Stored data entries
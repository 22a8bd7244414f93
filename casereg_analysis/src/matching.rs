//! Cross-referencing registry records against an external document.
//!
//! Two modes run together over the same document:
//!
//! - **Name**: the record's name label, normalized, searched in the
//!   normalized document.
//! - **Case**: the record's case number, searched case-insensitively in the
//!   raw document.
//!
//! Each mode splits the records into matches (with occurrence counts and
//! offsets into the raw document) and unique records, in view order.

use chrono::NaiveDate;
use serde::{Deserialize, Serialize};
use std::collections::BTreeMap;
use tracing::{debug, info};

use casereg_core::dates::{self, DatePick};
use casereg_core::tokens::first_case_number;
use casereg_core::{MappedText, Record, RecordId, RegistryView, normalize};

/// Fields a record's name label is built from.
#[derive(Debug, Clone, PartialEq, Eq, Serialize, Deserialize)]
pub struct NameFields {
    /// `Surname Given Patronymic, dd.mm.yyyy, ...` style field; the part
    /// before the first comma is the label.
    #[serde(default = "NameFields::default_full_name")]
    pub full_name: Option<String>,

    #[serde(default)]
    pub surname: Option<String>,

    #[serde(default)]
    pub given_name: Option<String>,

    #[serde(default)]
    pub patronymic: Option<String>,
}

impl NameFields {
    #[allow(clippy::unnecessary_wraps)]
    fn default_full_name() -> Option<String> {
        Some("ПІБ".to_string())
    }

    /// Separate name parts, no full-name field.
    pub fn split(
        surname: impl Into<String>,
        given_name: impl Into<String>,
        patronymic: impl Into<String>,
    ) -> Self {
        Self {
            full_name: None,
            surname: Some(surname.into()),
            given_name: Some(given_name.into()),
            patronymic: Some(patronymic.into()),
        }
    }

    /// The record's name label.
    ///
    /// The full-name field wins when it has text before its first comma;
    /// otherwise the present name parts are space-joined in surname, given
    /// name, patronymic order.
    #[must_use]
    pub fn label(&self, record: &Record) -> Option<String> {
        let from_full = self
            .full_name
            .as_deref()
            .map(|field| record.value(field))
            .filter(|v| !v.is_missing())
            .and_then(|v| {
                let rendered = v.render();
                let head = rendered.split(',').next().unwrap_or_default().trim();
                (!head.is_empty()).then(|| head.to_string())
            });
        if from_full.is_some() {
            return from_full;
        }

        let parts: Vec<String> = [&self.surname, &self.given_name, &self.patronymic]
            .into_iter()
            .flatten()
            .map(|field| record.value(field))
            .filter(|v| !v.is_missing())
            .map(|v| v.render().trim().to_string())
            .filter(|part| !part.is_empty())
            .collect();
        (!parts.is_empty()).then(|| parts.join(" "))
    }
}

impl Default for NameFields {
    fn default() -> Self {
        Self {
            full_name: Self::default_full_name(),
            surname: None,
            given_name: None,
            patronymic: None,
        }
    }
}

/// Whether a name hit also needs the person's date of birth next to it.
#[derive(Debug, Clone, Copy, PartialEq, Eq, Default, Serialize, Deserialize)]
#[serde(tag = "policy", rename_all = "snake_case")]
pub enum DobPolicy {
    /// A label hit is a match on its own.
    #[default]
    Ignore,
    /// The record's date of birth must appear within `window` bytes of the
    /// hit in the normalized document. Records without a known date of
    /// birth are not filtered.
    RequireNearby { window: usize },
}

#[derive(Debug, Clone, PartialEq, Eq, Serialize, Deserialize)]
pub struct MatchConfig {
    #[serde(default)]
    pub names: NameFields,

    /// Field holding the case number; without one the first 5 to 10 digit
    /// run of the whole record is used.
    #[serde(default)]
    pub case_number_field: Option<String>,

    #[serde(default = "MatchConfig::default_dob_field")]
    pub dob_field: Option<String>,

    #[serde(default)]
    pub dob_policy: DobPolicy,
}

impl MatchConfig {
    #[allow(clippy::unnecessary_wraps)]
    fn default_dob_field() -> Option<String> {
        Some("Дата_нар".to_string())
    }

    /// Case-number token of a record.
    #[must_use]
    pub fn case_token(&self, record: &Record) -> Option<String> {
        let explicit = self
            .case_number_field
            .as_deref()
            .map(|field| record.value(field))
            .filter(|v| !v.is_missing())
            .map(|v| v.render().trim().to_string())
            .filter(|token| !token.is_empty());
        explicit.or_else(|| first_case_number(&record.text()).map(str::to_string))
    }

    /// Date of birth: the birth-date field, else the first date after the
    /// comma of the full-name field.
    #[must_use]
    pub fn birth_date(&self, record: &Record) -> Option<NaiveDate> {
        let from_field = self
            .dob_field
            .as_deref()
            .and_then(|field| DatePick::First.extract(record.value(field)));
        from_field.or_else(|| {
            let full = record.value(self.names.full_name.as_deref()?).render();
            let (_, rest) = full.split_once(',')?;
            dates::first_date(rest)
        })
    }
}

impl Default for MatchConfig {
    fn default() -> Self {
        Self {
            names: NameFields::default(),
            case_number_field: None,
            dob_field: Self::default_dob_field(),
            dob_policy: DobPolicy::default(),
        }
    }
}

/// Tabular mirror of the external document, one entry per row.
#[derive(Debug, Clone, Default, PartialEq, Eq, Serialize, Deserialize)]
pub struct ExternalTable {
    rows: Vec<Vec<String>>,
}

impl ExternalTable {
    #[must_use]
    pub const fn new(rows: Vec<Vec<String>>) -> Self {
        Self { rows }
    }

    #[must_use]
    pub fn rows(&self) -> &[Vec<String>] {
        &self.rows
    }

    #[must_use]
    pub fn len(&self) -> usize {
        self.rows.len()
    }

    #[must_use]
    pub fn is_empty(&self) -> bool {
        self.rows.is_empty()
    }
}

#[derive(Debug, Clone, Copy, PartialEq, Eq, Hash, Serialize, Deserialize)]
#[serde(rename_all = "snake_case")]
pub enum MatchMode {
    Name,
    Case,
}

impl MatchMode {
    #[must_use]
    pub const fn as_str(self) -> &'static str {
        match self {
            Self::Name => "name",
            Self::Case => "case",
        }
    }
}

#[derive(Debug, Clone, PartialEq, Eq, Serialize)]
pub struct MatchEntry {
    pub id: RecordId,
    /// Label or case token as derived from the record.
    pub label: String,
    pub count: usize,
    /// Byte offsets of the counted occurrences in the raw document.
    pub offsets: Vec<usize>,
    /// Indices of external table rows containing the label.
    pub table_rows: Vec<usize>,
}

/// One mode's outcome.
#[derive(Debug, Clone, Default, PartialEq, Eq, Serialize)]
pub struct ModeResult {
    pub matches: Vec<MatchEntry>,
    /// Records without a match, in view order.
    pub unique: Vec<RecordId>,
    /// Every physical occurrence of each record's label, before any date of
    /// birth filtering. Records without a label have no entry.
    pub occurrences: BTreeMap<RecordId, Vec<usize>>,
}

impl ModeResult {
    #[must_use]
    pub fn entry(&self, id: RecordId) -> Option<&MatchEntry> {
        self.matches.iter().find(|e| e.id == id)
    }

    #[must_use]
    pub fn is_matched(&self, id: RecordId) -> bool {
        self.entry(id).is_some()
    }

    #[must_use]
    pub fn occurrences(&self, id: RecordId) -> &[usize] {
        self.occurrences.get(&id).map_or(&[], Vec::as_slice)
    }
}

#[derive(Debug, Clone, Default, PartialEq, Eq, Serialize)]
pub struct MatchResults {
    pub name: ModeResult,
    pub case: ModeResult,
}

impl MatchResults {
    #[must_use]
    pub const fn mode(&self, mode: MatchMode) -> &ModeResult {
        match mode {
            MatchMode::Name => &self.name,
            MatchMode::Case => &self.case,
        }
    }
}

/// The document in the two searchable forms, prepared once per run.
struct Document {
    normalized: MappedText,
    lowercased: MappedText,
    normalized_rows: Vec<String>,
    lowercased_rows: Vec<String>,
}

impl Document {
    fn new(text: &str, table: Option<&ExternalTable>) -> Self {
        let rows = table.map_or(&[][..], ExternalTable::rows);
        Self {
            normalized: MappedText::normalized(text),
            lowercased: MappedText::lowercased(text),
            normalized_rows: rows.iter().map(|row| normalize(&row.join(" "))).collect(),
            lowercased_rows: rows.iter().map(|row| row.join(" ").to_lowercase()).collect(),
        }
    }
}

fn rows_containing(rows: &[String], needle: &str) -> Vec<usize> {
    rows.iter()
        .enumerate()
        .filter(|(_, row)| row.contains(needle))
        .map(|(i, _)| i)
        .collect()
}

pub struct MatchAnalyzer;

impl MatchAnalyzer {
    /// Runs both modes over the records of `view`.
    #[must_use]
    pub fn find_matches(
        view: &RegistryView<'_>,
        text: &str,
        table: Option<&ExternalTable>,
        config: &MatchConfig,
    ) -> MatchResults {
        let document = Document::new(text, table);
        let results = MatchResults {
            name: Self::name_mode(view, &document, config),
            case: Self::case_mode(view, &document, config),
        };
        info!(
            "Matches over {} records: name {} matched / {} unique, case {} matched / {} unique",
            view.len(),
            results.name.matches.len(),
            results.name.unique.len(),
            results.case.matches.len(),
            results.case.unique.len()
        );
        results
    }

    fn name_mode(view: &RegistryView<'_>, document: &Document, config: &MatchConfig) -> ModeResult {
        let mut result = ModeResult::default();
        for record in view.records() {
            let id = record.id();
            let Some(label) = config.names.label(record) else {
                debug!("Record {id}: no name label");
                result.unique.push(id);
                continue;
            };
            let needle = normalize(&label);
            let positions = document.normalized.positions(&needle);
            result.occurrences.insert(
                id,
                positions
                    .iter()
                    .filter_map(|p| document.normalized.origin(*p))
                    .collect(),
            );

            let kept = match (config.dob_policy, config.birth_date(record)) {
                (DobPolicy::RequireNearby { window }, Some(dob)) => {
                    let dob = normalize(&dates::format_date(dob));
                    positions
                        .into_iter()
                        .filter(|p| document.normalized.window(*p, needle.len(), window).contains(&dob))
                        .collect()
                }
                _ => positions,
            };

            if kept.is_empty() {
                result.unique.push(id);
                continue;
            }
            result.matches.push(MatchEntry {
                id,
                label,
                count: kept.len(),
                offsets: kept
                    .iter()
                    .filter_map(|p| document.normalized.origin(*p))
                    .collect(),
                table_rows: rows_containing(&document.normalized_rows, &needle),
            });
        }
        result
    }

    fn case_mode(view: &RegistryView<'_>, document: &Document, config: &MatchConfig) -> ModeResult {
        let mut result = ModeResult::default();
        for record in view.records() {
            let id = record.id();
            let Some(token) = config.case_token(record) else {
                result.unique.push(id);
                continue;
            };
            let needle = token.to_lowercase();
            let offsets = document.lowercased.find_all(&needle);
            result.occurrences.insert(id, offsets.clone());
            if offsets.is_empty() {
                result.unique.push(id);
                continue;
            }
            result.matches.push(MatchEntry {
                id,
                label: token,
                count: offsets.len(),
                offsets,
                table_rows: rows_containing(&document.lowercased_rows, &needle),
            });
        }
        result
    }
}

/// Wrap-around position in an ordered list of occurrence offsets.
#[derive(Debug, Clone, Default, PartialEq, Eq)]
pub struct OccurrenceCursor {
    offsets: Vec<usize>,
    index: Option<usize>,
}

impl OccurrenceCursor {
    #[must_use]
    pub const fn new(offsets: Vec<usize>) -> Self {
        Self {
            offsets,
            index: None,
        }
    }

    /// Moves to the next occurrence, wrapping from the last to the first.
    /// The first call lands on the first occurrence.
    pub fn advance(&mut self) -> Option<usize> {
        if self.offsets.is_empty() {
            return None;
        }
        let next = self.index.map_or(0, |i| (i + 1) % self.offsets.len());
        self.index = Some(next);
        self.current()
    }

    #[must_use]
    pub fn current(&self) -> Option<usize> {
        self.index.and_then(|i| self.offsets.get(i).copied())
    }

    /// Index of the current occurrence.
    #[must_use]
    pub const fn position(&self) -> Option<usize> {
        self.index
    }

    #[must_use]
    pub fn len(&self) -> usize {
        self.offsets.len()
    }

    #[must_use]
    pub fn is_empty(&self) -> bool {
        self.offsets.is_empty()
    }
}

/// Selecting the same record again steps to its next occurrence; selecting
/// another record starts over at that record's first occurrence.
#[derive(Debug, Clone, Default)]
pub struct MatchNavigator {
    selection: Option<(MatchMode, RecordId)>,
    cursor: OccurrenceCursor,
}

impl MatchNavigator {
    #[must_use]
    pub fn new() -> Self {
        Self::default()
    }

    /// Raw document offset to show for this selection, if the label occurs.
    pub fn select(&mut self, results: &MatchResults, mode: MatchMode, id: RecordId) -> Option<usize> {
        if self.selection != Some((mode, id)) {
            self.selection = Some((mode, id));
            self.cursor = OccurrenceCursor::new(results.mode(mode).occurrences(id).to_vec());
        }
        self.cursor.advance()
    }

    #[must_use]
    pub const fn cursor(&self) -> &OccurrenceCursor {
        &self.cursor
    }

    pub fn reset(&mut self) {
        *self = Self::default();
    }
}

--- Task description ---
Tell how many lines of the records above contain "NameFields", replying with the number only.

--- Exercise solution ---
6